El culto capitalista contradice el mensaje cristiano de opción por la pobreza como vía de libertad espiritual y aún el sentido judío del exilio y la distancia de dios. Pero el capitalismo no está organizado como una religión. Su estructura es mucho más efectiva porque carece de escrúpulos y no pretende salvar a nadie ni encontrar un sentido. Lo suyo es pasárselo bien sin sentido, sobre todo si la mayoría lo pasa muy mal. Pero ¿qué le vamos a hacer? En la democracia moderna se dice que la razón la tiene la mayoría, y su miseria es proporcional a su ignorancia: una es a razón de otra. A pesar de no aparecer como religioso en sentido estricto, el capitalismo tiene sus preceptos, que deben anular los de las religiones que son su competencia. Lo hace con maestría, tomándolas como aliadas en un modelo relativista acrítico que en mucho le favorece, por ejemplo mediante la anulación del sentido del rescate en la revelación cristiana y la cooptación de la bondad y del sentido escatológico de la salvación en la doctrina moral del apremio (organización jerárquica y piramidal de la sociedad y del trabajo apoyada en sistemas de incentivos, recompensas y penalizaciones y en evaluaciones supuestamente objetivas de competencias predefinidas). En realidad la meritocracia es intrínsecamente contraria a la justicia; es excluyente de quienes no producen y por tanto no son útiles al sistema económico. Por otra parte, la idea de recompensa es antagónica respecto de la del rescate: incluso para el cristiano, el hombre ya ha sido salvo por Dios, rescatado a la muerte; la promesa de salvación por el dinero, el mérito, el reconocimiento, la obediencia a la moral y a las leyes humanas no hacen sino negar que Dios sea suficiente para salvar al hombre, pues niegan que el hombre esté (a) salvo.

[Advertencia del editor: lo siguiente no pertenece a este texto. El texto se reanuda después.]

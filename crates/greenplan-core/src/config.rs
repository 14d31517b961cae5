use crate::error::{GreenplanError, Result};
use serde::{Deserialize, Serialize};
use std::collections::HashMap;
use std::env;
use std::fs;
use std::path::{Path, PathBuf};
use std::str::FromStr;

/// Configuration source for tracking where values come from
#[derive(Debug, Clone, Copy, PartialEq, Eq, Serialize, Deserialize)]
pub enum ConfigSource {
    /// Default value
    Default,
    /// Loaded from config file
    File,
    /// Loaded from environment variable
    Environment,
    /// Provided via CLI argument
    Cli,
}

impl ConfigSource {
    /// Returns the precedence level (higher = higher priority)
    pub fn precedence(&self) -> u8 {
        match self {
            ConfigSource::Default => 0,
            ConfigSource::File => 1,
            ConfigSource::Environment => 2,
            ConfigSource::Cli => 3,
        }
    }
}

/// A configuration value with its source
#[derive(Debug, Clone, Serialize, Deserialize)]
pub struct ConfigValue<T> {
    pub value: T,
    pub source: ConfigSource,
}

impl<T> ConfigValue<T> {
    pub fn new(value: T, source: ConfigSource) -> Self {
        Self { value, source }
    }

    /// Update the value if the new source has higher precedence
    pub fn update(&mut self, value: T, source: ConfigSource) {
        if source.precedence() > self.source.precedence() {
            self.value = value;
            self.source = source;
        }
    }
}

/// Layered configuration for GreenPlan
#[derive(Debug, Clone)]
pub struct LayeredConfig {
    pub generator_url: ConfigValue<String>,
    pub generator_model: ConfigValue<String>,
    pub candidate_count: ConfigValue<usize>,
    pub max_attempts: ConfigValue<u32>,
    pub retry_delay_secs: ConfigValue<u64>,
    pub min_room_size: ConfigValue<f64>,
    pub max_aspect_ratio: ConfigValue<f64>,
    pub output_dir: ConfigValue<PathBuf>,
}

impl LayeredConfig {
    /// Create a new configuration with default values
    pub fn with_defaults() -> Self {
        Self {
            generator_url: ConfigValue::new(
                "http://localhost:11434".to_string(),
                ConfigSource::Default,
            ),
            generator_model: ConfigValue::new("llama3".to_string(), ConfigSource::Default),
            candidate_count: ConfigValue::new(3, ConfigSource::Default),
            max_attempts: ConfigValue::new(3, ConfigSource::Default),
            retry_delay_secs: ConfigValue::new(5, ConfigSource::Default),
            min_room_size: ConfigValue::new(5.0, ConfigSource::Default),
            max_aspect_ratio: ConfigValue::new(2.0, ConfigSource::Default),
            output_dir: ConfigValue::new(PathBuf::from("design_results"), ConfigSource::Default),
        }
    }

    /// Load configuration from a TOML file
    pub fn load_from_file<P: AsRef<Path>>(mut self, path: P) -> Result<Self> {
        let content =
            fs::read_to_string(path.as_ref()).map_err(|e| GreenplanError::ConfigInvalid {
                key: "file".to_string(),
                reason: format!("Failed to read config file: {}", e),
            })?;

        let file_config: FileConfig =
            toml::from_str(&content).map_err(|e| GreenplanError::ConfigInvalid {
                key: "file".to_string(),
                reason: format!("Failed to parse TOML: {}", e),
            })?;

        if let Some(url) = file_config.generator_url {
            self.generator_url.update(url, ConfigSource::File);
        }

        if let Some(model) = file_config.generator_model {
            self.generator_model.update(model, ConfigSource::File);
        }

        if let Some(count) = file_config.candidate_count {
            self.candidate_count.update(validate_candidate_count(count)?, ConfigSource::File);
        }

        if let Some(attempts) = file_config.max_attempts {
            self.max_attempts.update(validate_max_attempts(attempts)?, ConfigSource::File);
        }

        if let Some(delay) = file_config.retry_delay_secs {
            self.retry_delay_secs.update(delay, ConfigSource::File);
        }

        if let Some(size) = file_config.min_room_size {
            self.min_room_size.update(validate_positive("min_room_size", size)?, ConfigSource::File);
        }

        if let Some(ratio) = file_config.max_aspect_ratio {
            self.max_aspect_ratio
                .update(validate_aspect_ratio(ratio)?, ConfigSource::File);
        }

        if let Some(dir) = file_config.output_dir {
            self.output_dir.update(dir, ConfigSource::File);
        }

        Ok(self)
    }

    /// Load configuration from environment variables
    pub fn load_from_env(mut self) -> Self {
        // GREENPLAN_GENERATOR_URL
        if let Ok(url) = env::var("GREENPLAN_GENERATOR_URL") {
            self.generator_url.update(url, ConfigSource::Environment);
        }

        // GREENPLAN_GENERATOR_MODEL
        if let Ok(model) = env::var("GREENPLAN_GENERATOR_MODEL") {
            self.generator_model.update(model, ConfigSource::Environment);
        }

        // GREENPLAN_CANDIDATE_COUNT
        if let Some(count) = env_parsed("GREENPLAN_CANDIDATE_COUNT", validate_candidate_count) {
            self.candidate_count.update(count, ConfigSource::Environment);
        }

        // GREENPLAN_MAX_ATTEMPTS
        if let Some(attempts) = env_parsed("GREENPLAN_MAX_ATTEMPTS", validate_max_attempts) {
            self.max_attempts.update(attempts, ConfigSource::Environment);
        }

        // GREENPLAN_RETRY_DELAY_SECS
        if let Some(delay) = env_parsed("GREENPLAN_RETRY_DELAY_SECS", Ok) {
            self.retry_delay_secs.update(delay, ConfigSource::Environment);
        }

        // GREENPLAN_MIN_ROOM_SIZE
        if let Some(size) =
            env_parsed("GREENPLAN_MIN_ROOM_SIZE", |v| validate_positive("min_room_size", v))
        {
            self.min_room_size.update(size, ConfigSource::Environment);
        }

        // GREENPLAN_MAX_ASPECT_RATIO
        if let Some(ratio) = env_parsed("GREENPLAN_MAX_ASPECT_RATIO", validate_aspect_ratio) {
            self.max_aspect_ratio.update(ratio, ConfigSource::Environment);
        }

        // GREENPLAN_OUTPUT_DIR
        if let Ok(dir) = env::var("GREENPLAN_OUTPUT_DIR") {
            self.output_dir.update(PathBuf::from(dir), ConfigSource::Environment);
        }

        self
    }

    /// Update configuration from CLI arguments
    pub fn update_from_cli(&mut self, overrides: CliConfigOverrides) {
        if let Some(url) = overrides.generator_url {
            self.generator_url.update(url, ConfigSource::Cli);
        }

        if let Some(model) = overrides.generator_model {
            self.generator_model.update(model, ConfigSource::Cli);
        }

        if let Some(count) = overrides.candidate_count {
            self.candidate_count.update(count, ConfigSource::Cli);
        }

        if let Some(dir) = overrides.output_dir {
            self.output_dir.update(dir, ConfigSource::Cli);
        }
    }

    /// Get all configuration values as a map for inspection
    pub fn to_inspection_map(&self) -> HashMap<String, (String, ConfigSource)> {
        let mut map = HashMap::new();

        map.insert(
            "generator_url".to_string(),
            (self.generator_url.value.clone(), self.generator_url.source),
        );
        map.insert(
            "generator_model".to_string(),
            (self.generator_model.value.clone(), self.generator_model.source),
        );
        map.insert(
            "candidate_count".to_string(),
            (self.candidate_count.value.to_string(), self.candidate_count.source),
        );
        map.insert(
            "max_attempts".to_string(),
            (self.max_attempts.value.to_string(), self.max_attempts.source),
        );
        map.insert(
            "retry_delay_secs".to_string(),
            (format!("{}s", self.retry_delay_secs.value), self.retry_delay_secs.source),
        );
        map.insert(
            "min_room_size".to_string(),
            (format!("{} m²", self.min_room_size.value), self.min_room_size.source),
        );
        map.insert(
            "max_aspect_ratio".to_string(),
            (self.max_aspect_ratio.value.to_string(), self.max_aspect_ratio.source),
        );
        map.insert(
            "output_dir".to_string(),
            (self.output_dir.value.display().to_string(), self.output_dir.source),
        );

        map
    }
}

/// Configuration loaded from TOML file
#[derive(Debug, Deserialize, Serialize)]
struct FileConfig {
    generator_url: Option<String>,
    generator_model: Option<String>,
    candidate_count: Option<usize>,
    max_attempts: Option<u32>,
    retry_delay_secs: Option<u64>,
    min_room_size: Option<f64>,
    max_aspect_ratio: Option<f64>,
    output_dir: Option<PathBuf>,
}

/// CLI configuration overrides
#[derive(Debug, Default)]
pub struct CliConfigOverrides {
    pub generator_url: Option<String>,
    pub generator_model: Option<String>,
    pub candidate_count: Option<usize>,
    pub output_dir: Option<PathBuf>,
}

/// Read and validate an environment variable, warning on bad values
fn env_parsed<T, F>(key: &str, validate: F) -> Option<T>
where
    T: FromStr,
    F: Fn(T) -> Result<T>,
{
    let raw = env::var(key).ok()?;
    match raw.trim().parse::<T>() {
        Ok(value) => match validate(value) {
            Ok(value) => Some(value),
            Err(e) => {
                tracing::warn!("Ignoring {}='{}': {}", key, raw, e);
                None
            }
        },
        Err(_) => {
            tracing::warn!("Invalid {} value '{}': expected a number", key, raw);
            None
        }
    }
}

/// Candidate count must lie in 1..=10
pub fn validate_candidate_count(count: usize) -> Result<usize> {
    if (1..=10).contains(&count) {
        Ok(count)
    } else {
        Err(GreenplanError::ConfigInvalid {
            key: "candidate_count".to_string(),
            reason: format!("expected 1 to 10 candidates, got {}", count),
        })
    }
}

/// At least one generator attempt is required
pub fn validate_max_attempts(attempts: u32) -> Result<u32> {
    if attempts == 0 {
        return Err(GreenplanError::ConfigInvalid {
            key: "max_attempts".to_string(),
            reason: "at least one attempt is required".to_string(),
        });
    }
    Ok(attempts)
}

fn validate_positive(key: &str, value: f64) -> Result<f64> {
    if value.is_finite() && value > 0.0 {
        Ok(value)
    } else {
        Err(GreenplanError::ConfigInvalid {
            key: key.to_string(),
            reason: format!("must be a positive number, got {}", value),
        })
    }
}

/// Aspect ratios are long side over short side, so never below 1
pub fn validate_aspect_ratio(ratio: f64) -> Result<f64> {
    if ratio.is_finite() && ratio >= 1.0 {
        Ok(ratio)
    } else {
        Err(GreenplanError::ConfigInvalid {
            key: "max_aspect_ratio".to_string(),
            reason: format!("must be at least 1.0, got {}", ratio),
        })
    }
}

El dinero y su capitalización se presentan como garante de salvación y de la felicidad aquí y ahora y por eso necesitan absolutamente ocultar la muerte - no la representación de la muerte lejana sino la experiencia de la muerte del prójimo, de la muerte como algo próximo y cercano, que sucede cerca de uno y que es inevitable e ineludible. Iludir ese ineludible constituye el afán del capitalismo, con el que guarda un gran parecido la psicología que pregona el catecismo del ahora. Entendido de esa forma tan sencilla como desestructurada y falaz, el “vivir (para) el ahora” es una visera que cumple a perfección la función de cegamiento del capitalismo.
Para que pueda tener futuro para algunos, el dinero tiene que ser sin muerte. Al no querer saber nada de lo real que se presenta con la muerte del prójimo, es ajeno a la muerte y, a su vez, la muerte tiene que serle ajena: el dinero -transmitido en herencia, soporte material e inmaterial de valor fluctuante, objeto de especulación y multiplicación- se presenta como valor imperecedero. Y el capitalismo solo morirá cuando sus muertos y su democracia ya no estén a su servicio.